Y.W. conceived the project. Y.W., N.N., M.H.T., B.S.N. and L.V. designed the experiments and analysis. S.W.L. and J.X.W. performed the experiments with help from P.K. J.G.A.A. and Y.S. performed the computational analysis with help from C.L. and E.P.K. Y.W. organized and wrote the paper with J.G.A.A., S.W.L. and all other authors.

Corresponding authors

Correspondence to Niranjan Nagarajan or Yue Wan.

Ethics declarations

Competing interests

The authors declare no competing interests.

Additional information

Publisher’s note Springer Nature remains neutral with regard to jurisdictional claims in published maps and institutional affiliations.

Extended data

Extended Data Fig. 1 Chemical structures of RNA structure probing compounds, associated reaction products, mapped length and statistics of error rates.

a, Chemical structures of RNA structure probing compounds. Side chains for the carbodiimide of CMCT are highlighted and abbreviated as R’ and R’ for part (b). b, RNA nucleotide triphosphates with chemical adducts formed from reaction with structure probing compounds. Adducts are highlighted in green. c, Median lengths of mapped nanopore reads for unmodified and modified Tetrahymena RNA with different structure probing compounds. d, e, f, Boxplots showing the frequency of mismatch (d), deletion (e) and insertion (f) rates for different structure probing chemicals on Tetrahymena RNA, as compared to unmodified RNA. P-values were calculated using the two-sided Wilcoxon Rank Sum test. h–j, Boxplots showing the AUC-ROC performance of mismapping (h), deletion (i) and insertion (j) rates for the different compounds on the Tetrahymena RNA secondary structure. P-values were calculated using two-sided Wilcoxon rank-sum test. c-j, 6962-42107 reads from different libraries were used for comparisons (Supplementary Table 1). The middle, lower and upper boundary lines in the boxplot correspond to median, first and third quartiles. The upper whisker extends to the largest value no further than 1.5 × IQR from the hinge (where IQR is the inter-quartile range) and the lower whisker extends to the smallest value at most 1.5 × IQR of the hinge.

Source data

Extended Data Fig. 2 Distribution of mismatches, insertions, deletions along Tetrahymena RNA sequence.

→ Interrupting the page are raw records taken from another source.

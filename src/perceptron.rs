use log::debug;
use ndarray::{Array1, ArrayView1, ArrayView2};
use rand::Rng;

use crate::{
    activation::Step,
    initialization::{ParamGen, RandParamGen},
    PerceptronErr, Result,
};

/// The learning rate every perceptron trains with.
pub const LEARNING_RATE: f32 = 0.01;

/// A single neuron binary linear classifier trained online with the Rosenblatt rule.
///
/// The weight vector's length is fixed at construction and every input vector given to
/// [`Perceptron::feed_forward`] or [`Perceptron::train`] must match it, bias input included.
#[derive(Clone, Debug)]
pub struct Perceptron {
    weights: Vec<f32>,
    learning_rate: f32,
    act_fn: Step,
}

impl Perceptron {
    /// Creates a new `Perceptron` with `num_inputs` weights sampled uniformly from `[-1, 1]`.
    ///
    /// # Arguments
    /// * `num_inputs` - The amount of inputs, including the bias input.
    /// * `rng` - The random source the initial weights are drawn from.
    ///
    /// # Returns
    /// A new `Perceptron` or an error if `num_inputs` is zero.
    pub fn new<R: Rng>(num_inputs: usize, rng: &mut R) -> Result<Self> {
        let mut param_gen = RandParamGen::symmetric(rng, num_inputs)?;
        Self::with_param_gen(num_inputs, &mut param_gen)
    }

    /// Creates a new `Perceptron` whose initial weights come from `param_gen`.
    ///
    /// # Arguments
    /// * `num_inputs` - The amount of inputs, including the bias input.
    /// * `param_gen` - The generator of the initial weights.
    ///
    /// # Returns
    /// A new `Perceptron`, or an error if `num_inputs` is zero or the generator runs out of
    /// values before filling every weight.
    pub fn with_param_gen<G>(num_inputs: usize, param_gen: &mut G) -> Result<Self>
    where
        G: ParamGen + ?Sized,
    {
        if num_inputs == 0 {
            return Err(PerceptronErr::InvalidInput(
                "a perceptron needs at least one input".into(),
            ));
        }

        let mut weights = Vec::with_capacity(num_inputs);

        while weights.len() < num_inputs {
            let Some(sample) = param_gen.sample(num_inputs - weights.len()) else {
                break;
            };

            weights.extend(sample);
        }

        if weights.len() != num_inputs {
            return Err(PerceptronErr::SizeMismatch {
                what: "initial weights",
                got: weights.len(),
                expected: num_inputs,
            });
        }

        Self::from_weights(weights)
    }

    /// Creates a new `Perceptron` starting from the given weights.
    ///
    /// # Returns
    /// A new `Perceptron` or an error if `weights` is empty.
    pub fn from_weights(weights: Vec<f32>) -> Result<Self> {
        if weights.is_empty() {
            return Err(PerceptronErr::InvalidInput(
                "a perceptron needs at least one input".into(),
            ));
        }

        Ok(Self {
            weights,
            learning_rate: LEARNING_RATE,
            act_fn: Step::default(),
        })
    }

    /// Returns the amount of inputs this perceptron expects, bias input included.
    pub fn num_inputs(&self) -> usize {
        self.weights.len()
    }

    /// Returns the current weights.
    pub fn weights(&self) -> &[f32] {
        &self.weights
    }

    pub fn learning_rate(&self) -> f32 {
        self.learning_rate
    }

    /// Classifies `inputs`.
    ///
    /// # Arguments
    /// * `inputs` - The input vector, its length must match the amount of weights.
    ///
    /// # Returns
    /// `true` if the weighted sum is strictly positive, `false` otherwise, or a size mismatch
    /// error if `inputs` has the wrong length.
    pub fn feed_forward(&self, inputs: &[f32]) -> Result<bool> {
        let x = self.view_inputs(inputs)?;
        Ok(self.act_fn.f(self.view_weights().dot(&x)))
    }

    /// Makes one online training step on a single sample.
    ///
    /// Every weight moves by `learning_rate * error * inputs[i]`, where the error is
    /// `desired - guess` over `{0, 1}`, so nothing changes when the guess is right.
    ///
    /// # Arguments
    /// * `inputs` - The input vector, its length must match the amount of weights.
    /// * `desired` - The expected classification.
    ///
    /// # Returns
    /// Whether the weights were corrected, or a size mismatch error if `inputs` has the wrong
    /// length.
    pub fn train(&mut self, inputs: &[f32], desired: bool) -> Result<bool> {
        let guess = self.feed_forward(inputs)?;
        let error = Step::numeric(desired) - Step::numeric(guess);

        if error == 0. {
            return Ok(false);
        }

        let lr = self.learning_rate;

        for (w, x) in self.weights.iter_mut().zip(inputs) {
            *w += lr * error * x;
        }

        debug!(error = error, desired = desired; "corrected weights: {:?}", self.weights);
        Ok(true)
    }

    /// Classifies every row of `x`.
    ///
    /// # Arguments
    /// * `x` - A matrix with one input vector per row.
    ///
    /// # Returns
    /// One label per row, or a size mismatch error if the amount of columns is not the amount
    /// of weights.
    pub fn predict_batch(&self, x: ArrayView2<f32>) -> Result<Array1<bool>> {
        if x.ncols() != self.num_inputs() {
            return Err(PerceptronErr::SizeMismatch {
                what: "batch columns",
                got: x.ncols(),
                expected: self.num_inputs(),
            });
        }

        Ok(x.dot(&self.view_weights()).mapv(|z| self.act_fn.f(z)))
    }

    fn view_weights(&self) -> ArrayView1<'_, f32> {
        ArrayView1::from(&self.weights[..])
    }

    fn view_inputs<'a>(&self, inputs: &'a [f32]) -> Result<ArrayView1<'a, f32>> {
        if inputs.len() != self.num_inputs() {
            return Err(PerceptronErr::SizeMismatch {
                what: "inputs",
                got: inputs.len(),
                expected: self.num_inputs(),
            });
        }

        Ok(ArrayView1::from(inputs))
    }
}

Line plots of normalized number of mismatches (a), deletions (b) and insertions (c) caused by the different compounds and unmodified, along the length of the Tetrahymena RNA sequence. The red bars on top of the plots indicate the location of single-stranded bases in the secondary structure.

Extended Data Fig. 3 Error characterization of the modifications along the secondary structure of the Tetrahymena RNA.

a, Positions and intensity of mismatches (red), deletions (green) and insertions (purple) caused by the different chemical compounds are mapped along the secondary structure of the Tetrahymena RNA. b, Percentage of observed bases (upper number) and corresponding P-values were shown (lower number) for each observation. P-value was calculated using two-sided chi-square test for all modified versus unmodified comparisons.

Source data

Extended Data Fig. 4 Schematic of the bioinformatic workflow of PORE-cupine and characteristics of direct RNA sequencing signal.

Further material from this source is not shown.